Antonio Carlos de Oliveira Ruellas, DDS, MS, PhD, Clinical Associate Professor, University of Michigan, School of Dentistry
10:20am Controlling the Vertical Dimension with Clear Aligners, What's Really happening?
Mazyar Moshiri, DMD, MS, Assistant Clinical Professor, Center for Advanced Dental Education, Saint Louis University
11:00am Panel discussion (all Symposiumm speakers)
11:40am Adjournment

PRESYMPOSIUM


All Presymposium talks will be held in the Kellogg Auditorium (Room G005) at the School of Dentistry.

Friday, February 28, 2020

Presymposium

Presymposium schedule TBA
4:45pm Reception
Sindecuse Atrium, School of Dentistry (ground floor)

LODGING / TRAVEL

LOCATION OF THE SYMPOSIUM

The Horace H Rackham School of Graduate Studies is located at 915 E. Washington St., Ann Arbor, MI 48109.

LOCAL HOTELS

FROM DETROIT METRO AIRPORT TO ANN ARBOR

The trip between the Detroit Metro Airport and Ann Arbor takes about 20-30 minutes.

Taxi costs around US$ 50. They usually take 3 people (it is not necessary to make reservations for the taxi).

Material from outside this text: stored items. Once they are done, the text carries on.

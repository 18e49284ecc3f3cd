//! Immutable client configuration.
//!
//! # Design
//! - Built once at start-up from the host location; never mutated after the
//!   client is constructed.
//! - Certificate verification is always on. Deployments that serve a
//!   self-signed certificate on the bare IP endpoint add their CA as an extra
//!   trust root instead.

use std::time::Duration;

use reqwest::header::{CONTENT_TYPE, HeaderMap, HeaderValue};
use url::Url;

use crate::endpoint::resolve_base_url;
use crate::error::{ApiError, ApiResult};
use crate::location::PageLocation;

/// Request timeout applied by the transport to every call.
pub const DEFAULT_TIMEOUT: Duration = Duration::from_millis(10_000);

/// Configuration for the shared API client.
#[derive(Clone, Debug)]
pub struct ClientConfig {
    base_url: Url,
    default_headers: HeaderMap,
    timeout: Duration,
    root_certificates: Vec<Vec<u8>>,
}

impl ClientConfig {
    /// Resolve the configuration for the page the client runs in.
    ///
    /// # Errors
    ///
    /// Returns [`ApiError::InvalidPath`] if the selected endpoint is not a URL.
    pub fn for_location(location: &dyn PageLocation) -> ApiResult<Self> {
        let raw = resolve_base_url(location);
        let base_url = Url::parse(raw).map_err(|source| ApiError::InvalidPath {
            path: raw.to_string(),
            source,
        })?;
        Ok(Self::with_base_url(base_url))
    }

    /// Configuration pointing at an explicit base URL.
    #[must_use]
    pub fn with_base_url(base_url: Url) -> Self {
        let mut default_headers = HeaderMap::new();
        default_headers.insert(CONTENT_TYPE, HeaderValue::from_static("application/json"));
        Self {
            base_url,
            default_headers,
            timeout: DEFAULT_TIMEOUT,
            root_certificates: Vec::new(),
        }
    }

    /// Trust an additional PEM-encoded root certificate.
    ///
    /// # Errors
    ///
    /// Returns [`ApiError::Certificate`] when the PEM cannot be parsed or holds
    /// no certificate.
    pub fn with_root_certificate_pem(mut self, pem: &[u8]) -> ApiResult<Self> {
        parse_pem_bundle(pem)?;
        self.root_certificates.push(pem.to_vec());
        Ok(self)
    }

    /// Replace the transport timeout. Defaults to [`DEFAULT_TIMEOUT`].
    #[must_use]
    pub const fn with_timeout(mut self, timeout: Duration) -> Self {
        self.timeout = timeout;
        self
    }

    /// Prefix for every request path.
    #[must_use]
    pub const fn base_url(&self) -> &Url {
        &self.base_url
    }

    /// Headers sent with every request.
    #[must_use]
    pub const fn default_headers(&self) -> &HeaderMap {
        &self.default_headers
    }

    /// Transport timeout for each request.
    #[must_use]
    pub const fn timeout(&self) -> Duration {
        self.timeout
    }

    /// Build the underlying reqwest client.
    pub(crate) fn build_http_client(&self) -> ApiResult<reqwest::Client> {
        let mut builder = reqwest::Client::builder()
            .timeout(self.timeout)
            .default_headers(self.default_headers.clone());
        for pem in &self.root_certificates {
            for cert in parse_pem_bundle(pem)? {
                builder = builder.add_root_certificate(cert);
            }
        }
        builder
            .build()
            .map_err(|source| ApiError::ClientBuild { source })
    }
}

fn parse_pem_bundle(pem: &[u8]) -> ApiResult<Vec<reqwest::Certificate>> {
    let certs = reqwest::Certificate::from_pem_bundle(pem).map_err(|source| {
        ApiError::Certificate {
            reason: "unparseable pem",
            source: Some(source),
        }
    })?;
    if certs.is_empty() {
        return Err(ApiError::Certificate {
            reason: "no certificate in pem",
            source: None,
        });
    }
    Ok(certs)
}

#[cfg(test)]
mod tests {
    use super::*;
    use crate::endpoint::{LOCAL_BASE_URL, REMOTE_BASE_URL};
    use crate::location::StaticLocation;

    fn local_config() -> ApiResult<ClientConfig> {
        ClientConfig::for_location(&StaticLocation::new("localhost", "/"))
    }

    #[test]
    fn local_location_resolves_local_backend() -> ApiResult<()> {
        let config = local_config()?;
        assert_eq!(config.base_url().as_str(), format!("{LOCAL_BASE_URL}/"));
        Ok(())
    }

    #[test]
    fn remote_location_resolves_remote_backend() -> ApiResult<()> {
        let config =
            ClientConfig::for_location(&StaticLocation::new("contests.example.org", "/"))?;
        assert_eq!(config.base_url().as_str(), format!("{REMOTE_BASE_URL}/"));
        Ok(())
    }

    #[test]
    fn defaults_carry_json_content_type_and_timeout() -> ApiResult<()> {
        let config = local_config()?;
        assert_eq!(
            config.default_headers().get(CONTENT_TYPE),
            Some(&HeaderValue::from_static("application/json"))
        );
        assert_eq!(config.default_headers().len(), 1);
        assert_eq!(config.timeout(), Duration::from_secs(10));
        assert_eq!(
            config.with_timeout(Duration::from_millis(250)).timeout(),
            Duration::from_millis(250)
        );
        Ok(())
    }

    #[test]
    fn pem_without_certificates_is_rejected() -> ApiResult<()> {
        let err = local_config()?
            .with_root_certificate_pem(b"not a certificate")
            .err();
        assert!(matches!(err, Some(ApiError::Certificate { .. })));
        Ok(())
    }

    #[test]
    fn http_client_builds_from_defaults() -> ApiResult<()> {
        assert!(local_config()?.build_http_client().is_ok());
        Ok(())
    }
}
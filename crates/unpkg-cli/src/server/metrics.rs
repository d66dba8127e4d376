//! Prometheus request counters

use prometheus::{Encoder, IntCounterVec, Opts, Registry, TextEncoder};

/// Per-server metric registry. Not the process-global default, so several
/// routers can coexist.
#[derive(Clone)]
pub struct Metrics {
    registry: Registry,
    requests: IntCounterVec,
}

impl std::fmt::Debug for Metrics {
    fn fmt(&self, f: &mut std::fmt::Formatter<'_>) -> std::fmt::Result {
        f.debug_struct("Metrics").finish_non_exhaustive()
    }
}

impl Metrics {
    pub fn new() -> prometheus::Result<Self> {
        let registry = Registry::new();
        let requests = IntCounterVec::new(
            Opts::new("unpkg_requests_total", "Count of requested packages"),
            &["package"],
        )?;
        registry.register(Box::new(requests.clone()))?;
        Ok(Self { registry, requests })
    }

    pub fn record_request(&self, package: &str) {
        self.requests.with_label_values(&[package]).inc();
    }

    /// Text exposition format.
    pub fn render(&self) -> prometheus::Result<(String, String)> {
        let encoder = TextEncoder::new();
        let mut buf = Vec::new();
        encoder.encode(&self.registry.gather(), &mut buf)?;
        Ok((
            encoder.format_type().to_string(),
            String::from_utf8_lossy(&buf).into_owned(),
        ))
    }
}
//! Subcommand entry points

pub mod get;
pub mod serve;
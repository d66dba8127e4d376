//! Package metadata cache.
//!
//! Two tiers:
//!
//! - **resolved**: keyed by `name@version` for a concrete version. A published
//!   version's metadata never changes, so these entries live for the whole
//!   process.
//! - **unresolved**: keyed by `name@spec` for ranges and dist-tags. `latest`
//!   moves, so these entries expire after the configured TTL. An
//!   insertion-ordered index lets the sweeper evict in O(expired) instead of
//!   scanning the map.

use parking_lot::RwLock;
use std::collections::{HashMap, VecDeque};
use std::sync::{Arc, Weak};
use std::time::Duration;
use tokio::task::JoinHandle;
use tokio::time::{Instant, MissedTickBehavior};
use tokio_util::sync::CancellationToken;
use tracing::debug;

use unpkg_schema::ResolvedPackage;

fn cache_key(name: &str, spec: &str) -> String {
    format!("{name}@{spec}")
}

#[derive(Default)]
struct Unresolved {
    entries: HashMap<String, (Instant, ResolvedPackage)>,
    by_age: VecDeque<(Instant, String)>,
}

struct Inner {
    ttl: Duration,
    resolved: RwLock<HashMap<String, ResolvedPackage>>,
    unresolved: RwLock<Unresolved>,
}

impl Inner {
    fn sweep(&self) -> usize {
        let Some(cutoff) = Instant::now().checked_sub(self.ttl) else {
            return 0;
        };

        let mut guard = self.unresolved.write();
        let Unresolved { entries, by_age } = &mut *guard;

        let mut evicted = 0;
        while by_age.front().is_some_and(|(stamp, _)| *stamp < cutoff) {
            let Some((stamp, key)) = by_age.pop_front() else {
                break;
            };
            // A re-stored key has a newer stamp in the map; only its latest
            // index entry may evict it.
            if entries
                .get(&key)
                .is_some_and(|(stored, _)| *stored <= stamp)
            {
                entries.remove(&key);
                evicted += 1;
            }
        }
        evicted
    }
}

/// Memoizes registry lookups. Cheap to clone; clones share state.
#[derive(Clone)]
pub struct MetadataCache {
    inner: Arc<Inner>,
}

impl std::fmt::Debug for MetadataCache {
    fn fmt(&self, f: &mut std::fmt::Formatter<'_>) -> std::fmt::Result {
        f.debug_struct("MetadataCache")
            .field("ttl", &self.inner.ttl)
            .field("resolved", &self.inner.resolved.read().len())
            .field("unresolved", &self.inner.unresolved.read().entries.len())
            .finish()
    }
}

impl MetadataCache {
    /// Create an empty cache whose unresolved entries expire after `ttl`.
    pub fn new(ttl: Duration) -> Self {
        Self {
            inner: Arc::new(Inner {
                ttl,
                resolved: RwLock::new(HashMap::new()),
                unresolved: RwLock::new(Unresolved::default()),
            }),
        }
    }

    /// Find metadata for `name` at `spec`.
    ///
    /// The resolved tier is tried first, treating `spec` as if it were a
    /// concrete version, then the unresolved tier.
    pub fn lookup(&self, name: &str, spec: &str) -> Option<ResolvedPackage> {
        let key = cache_key(name, spec);

        if let Some(pkg) = self.inner.resolved.read().get(&key) {
            return Some(pkg.clone());
        }

        self.inner
            .unresolved
            .read()
            .entries
            .get(&key)
            .map(|(_, pkg)| pkg.clone())
    }

    /// Record a registry result under its concrete version and under every
    /// original spec that differs from it.
    pub fn store(&self, pkg: &ResolvedPackage, original_specs: &[&str]) {
        self.inner
            .resolved
            .write()
            .insert(cache_key(&pkg.name, &pkg.version), pkg.clone());

        let specs: Vec<&str> = original_specs
            .iter()
            .copied()
            .filter(|spec| pkg.version != *spec)
            .collect();
        if specs.is_empty() {
            return;
        }

        let now = Instant::now();
        let mut unresolved = self.inner.unresolved.write();
        for spec in specs {
            let key = cache_key(&pkg.name, spec);
            unresolved.entries.insert(key.clone(), (now, pkg.clone()));
            unresolved.by_age.push_back((now, key));
        }
    }

    /// Evict unresolved entries older than the TTL. Returns how many were removed.
    pub fn sweep(&self) -> usize {
        self.inner.sweep()
    }

    /// Number of entries in the (resolved, unresolved) tiers.
    pub fn len(&self) -> (usize, usize) {
        (
            self.inner.resolved.read().len(),
            self.inner.unresolved.read().entries.len(),
        )
    }

    /// Whether both tiers are empty.
    pub fn is_empty(&self) -> bool {
        self.len() == (0, 0)
    }

    /// Run [`Self::sweep`] every `interval` on the current tokio runtime.
    ///
    /// Returns `None` when `interval` is zero (eviction disabled). The task
    /// holds only a weak reference, so it also ends once every clone of the
    /// cache is dropped.
    pub fn spawn_sweeper(&self, interval: Duration) -> Option<Sweeper> {
        if interval.is_zero() {
            return None;
        }

        let cache: Weak<Inner> = Arc::downgrade(&self.inner);
        let token = CancellationToken::new();
        let cancelled = token.clone();

        let handle = tokio::spawn(async move {
            let mut ticker = tokio::time::interval_at(Instant::now() + interval, interval);
            ticker.set_missed_tick_behavior(MissedTickBehavior::Delay);

            loop {
                tokio::select! {
                    () = cancelled.cancelled() => break,
                    _ = ticker.tick() => {
                        let Some(inner) = cache.upgrade() else { break };
                        let evicted = inner.sweep();
                        if evicted > 0 {
                            debug!(evicted, "Evicted expired metadata");
                        }
                    }
                }
            }
        });

        Some(Sweeper {
            token,
            handle: Some(handle),
        })
    }
}

/// Handle to the background eviction task. Dropping it stops the task.
#[derive(Debug)]
pub struct Sweeper {
    token: CancellationToken,
    handle: Option<JoinHandle<()>>,
}

impl Sweeper {
    /// Stop the task and wait for it to finish.
    pub async fn shutdown(mut self) {
        self.token.cancel();
        if let Some(handle) = self.handle.take() {
            let _ = handle.await;
        }
    }
}

impl Drop for Sweeper {
    fn drop(&mut self) {
        self.token.cancel();
    }
}
//! Shared types for unpkg: package identifiers, registry metadata and
//! tarball digests.

pub mod hash;
pub mod ident;
pub mod types;

// Re-exports
pub use hash::*;
pub use ident::{LATEST, PackageRef, ParseError};
pub use types::*;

The most economical option is to take a shuttle.

Another alternative (a bit more expensive) is to take the Metrocar Services. The driver will wait for you at the baggage claim, pick up your bags, and bring you to Ann Arbor (they generally take up to 3 people).

WEATHER

Due to the effect of the Great Lakes, the weather in Ann Arbor can vary widely in March. Temperatures can range from 30°F at night to 65°F midday. The 5-year daily high average is 52°F. Precipitation can range from light snow to thunderstorms. It is best to come prepared for cold nights and cool-to-mild days.

ABOUT

The Symposium, which began in 1974, honors Dr. Robert E Moyers. Dr. Moyers chaired the University of Michigan, School of Dentistry’s Department of Orthodontics (1953-1966) and later was the Founding Director of the UM Center for Human Growth and Development (1964-1980). The Center was established as a university-wide interdisciplinary unit to better understand childhood growth and development.

Under his leadership, the Center gained international prominence not only for interdisciplinary research in craniofacial biology, but also in developmental biology, nutrition, public health, morphometrics, anthropology, linguistics, and pediatrics.

Author of the textbook, Handbook of Orthodontics, Moyers was elected to the Royal College of Surgeons in London (1955). He received the profession’s highest award, the Albert H. Ketcham Award (1988) and was posthumously inducted into the University of Michigan, School of Dentistry’s Hall of Honor (2004).